*** EXTRACTED MATERIAL ***

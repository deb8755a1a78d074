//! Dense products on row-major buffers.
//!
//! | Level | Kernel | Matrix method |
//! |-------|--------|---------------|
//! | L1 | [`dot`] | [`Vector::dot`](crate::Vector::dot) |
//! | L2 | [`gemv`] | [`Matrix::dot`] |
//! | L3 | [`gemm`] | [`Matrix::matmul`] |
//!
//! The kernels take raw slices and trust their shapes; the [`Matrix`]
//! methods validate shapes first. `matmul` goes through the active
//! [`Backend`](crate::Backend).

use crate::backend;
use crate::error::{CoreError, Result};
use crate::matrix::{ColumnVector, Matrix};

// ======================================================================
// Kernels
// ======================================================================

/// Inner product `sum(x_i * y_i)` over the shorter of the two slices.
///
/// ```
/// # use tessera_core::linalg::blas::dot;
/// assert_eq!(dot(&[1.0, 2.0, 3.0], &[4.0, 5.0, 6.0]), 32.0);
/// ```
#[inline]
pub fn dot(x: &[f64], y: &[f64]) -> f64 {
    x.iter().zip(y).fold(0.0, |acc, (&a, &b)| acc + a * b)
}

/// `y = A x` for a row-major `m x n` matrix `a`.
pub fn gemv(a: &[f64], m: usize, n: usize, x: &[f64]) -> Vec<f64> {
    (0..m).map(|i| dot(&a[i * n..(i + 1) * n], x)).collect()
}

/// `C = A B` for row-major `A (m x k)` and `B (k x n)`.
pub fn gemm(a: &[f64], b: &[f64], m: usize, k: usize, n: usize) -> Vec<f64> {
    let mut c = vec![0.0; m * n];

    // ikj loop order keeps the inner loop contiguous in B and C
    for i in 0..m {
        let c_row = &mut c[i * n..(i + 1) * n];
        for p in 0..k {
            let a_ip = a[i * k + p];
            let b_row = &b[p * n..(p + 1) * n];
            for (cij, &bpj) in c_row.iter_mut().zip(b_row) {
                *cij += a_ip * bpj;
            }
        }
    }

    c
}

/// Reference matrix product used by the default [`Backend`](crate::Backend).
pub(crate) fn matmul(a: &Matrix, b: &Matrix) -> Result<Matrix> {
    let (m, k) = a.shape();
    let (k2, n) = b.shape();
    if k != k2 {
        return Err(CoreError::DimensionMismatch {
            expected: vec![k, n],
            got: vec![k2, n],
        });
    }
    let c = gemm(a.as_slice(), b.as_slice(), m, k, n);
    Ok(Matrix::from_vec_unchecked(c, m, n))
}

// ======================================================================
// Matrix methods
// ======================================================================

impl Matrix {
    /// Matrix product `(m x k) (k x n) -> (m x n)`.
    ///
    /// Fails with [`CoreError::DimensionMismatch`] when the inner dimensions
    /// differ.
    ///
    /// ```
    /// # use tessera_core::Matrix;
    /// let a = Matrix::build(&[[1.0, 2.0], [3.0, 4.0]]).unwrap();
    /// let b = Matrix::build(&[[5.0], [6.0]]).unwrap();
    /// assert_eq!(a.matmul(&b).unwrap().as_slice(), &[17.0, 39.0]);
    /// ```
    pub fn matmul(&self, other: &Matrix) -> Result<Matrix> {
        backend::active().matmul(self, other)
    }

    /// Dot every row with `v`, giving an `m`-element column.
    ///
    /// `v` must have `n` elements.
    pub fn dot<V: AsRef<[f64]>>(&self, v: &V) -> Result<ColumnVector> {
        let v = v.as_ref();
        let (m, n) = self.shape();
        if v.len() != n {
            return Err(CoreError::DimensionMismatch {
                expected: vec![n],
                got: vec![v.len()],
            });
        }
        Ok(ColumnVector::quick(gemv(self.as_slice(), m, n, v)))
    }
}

*** End of EXTRACTED MATERIAL ***

#### [INSTRUCTIONS FOR THE TASK]
The answer must reproduce all of the entries exactly.

#### [WRITTEN SOLUTION]
repository deb8755a1a78d074
//! Dense products on row-major buffers.
//!
//! | Level | Kernel | Matrix method |
//! |-------|--------|---------------|
//! | L1 | [`dot`] | [`Vector::dot`](crate::Vector::dot) |
//! | L2 | [`gemv`] | [`Matrix::dot`] |
//! | L3 | [`gemm`] | [`Matrix::matmul`] |
//!
//! The kernels take raw slices and trust their shapes; the [`Matrix`]
//! methods validate shapes first. `matmul` goes through the active
//! [`Backend`](crate::Backend).

use crate::backend;
use crate::error::{CoreError, Result};
use crate::matrix::{ColumnVector, Matrix};

// ======================================================================
// Kernels
// ======================================================================

/// Inner product `sum(x_i * y_i)` over the shorter of the two slices.
///
/// ```
/// # use tessera_core::linalg::blas::dot;
/// assert_eq!(dot(&[1.0, 2.0, 3.0], &[4.0, 5.0, 6.0]), 32.0);
/// ```
#[inline]
pub fn dot(x: &[f64], y: &[f64]) -> f64 {
    x.iter().zip(y).fold(0.0, |acc, (&a, &b)| acc + a * b)
}

/// `y = A x` for a row-major `m x n` matrix `a`.
pub fn gemv(a: &[f64], m: usize, n: usize, x: &[f64]) -> Vec<f64> {
    (0..m).map(|i| dot(&a[i * n..(i + 1) * n], x)).collect()
}

/// `C = A B` for row-major `A (m x k)` and `B (k x n)`.
pub fn gemm(a: &[f64], b: &[f64], m: usize, k: usize, n: usize) -> Vec<f64> {
    let mut c = vec![0.0; m * n];

    // ikj loop order keeps the inner loop contiguous in B and C
    for i in 0..m {
        let c_row = &mut c[i * n..(i + 1) * n];
        for p in 0..k {
            let a_ip = a[i * k + p];
            let b_row = &b[p * n..(p + 1) * n];
            for (cij, &bpj) in c_row.iter_mut().zip(b_row) {
                *cij += a_ip * bpj;
            }
        }
    }

    c
}

/// Reference matrix product used by the default [`Backend`](crate::Backend).
pub(crate) fn matmul(a: &Matrix, b: &Matrix) -> Result<Matrix> {
    let (m, k) = a.shape();
    let (k2, n) = b.shape();
    if k != k2 {
        return Err(CoreError::DimensionMismatch {
            expected: vec![k, n],
            got: vec![k2, n],
        });
    }
    let c = gemm(a.as_slice(), b.as_slice(), m, k, n);
    Ok(Matrix::from_vec_unchecked(c, m, n))
}

// ======================================================================
// Matrix methods
// ======================================================================

impl Matrix {
    /// Matrix product `(m x k) (k x n) -> (m x n)`.
    ///
    /// Fails with [`CoreError::DimensionMismatch`] when the inner dimensions
    /// differ.
    ///
    /// ```
    /// # use tessera_core::Matrix;
    /// let a = Matrix::build(&[[1.0, 2.0], [3.0, 4.0]]).unwrap();
    /// let b = Matrix::build(&[[5.0], [6.0]]).unwrap();
    /// assert_eq!(a.matmul(&b).unwrap().as_slice(), &[17.0, 39.0]);
    /// ```
    pub fn matmul(&self, other: &Matrix) -> Result<Matrix> {
        backend::active().matmul(self, other)
    }

    /// Dot every row with `v`, giving an `m`-element column.
    ///
    /// `v` must have `n` elements.
    pub fn dot<V: AsRef<[f64]>>(&self, v: &V) -> Result<ColumnVector> {
        let v = v.as_ref();
        let (m, n) = self.shape();
        if v.len() != n {
            return Err(CoreError::DimensionMismatch {
                expected: vec![n],
                got: vec![v.len()],
            });
        }
        Ok(ColumnVector::quick(gemv(self.as_slice(), m, n, v)))
    }
}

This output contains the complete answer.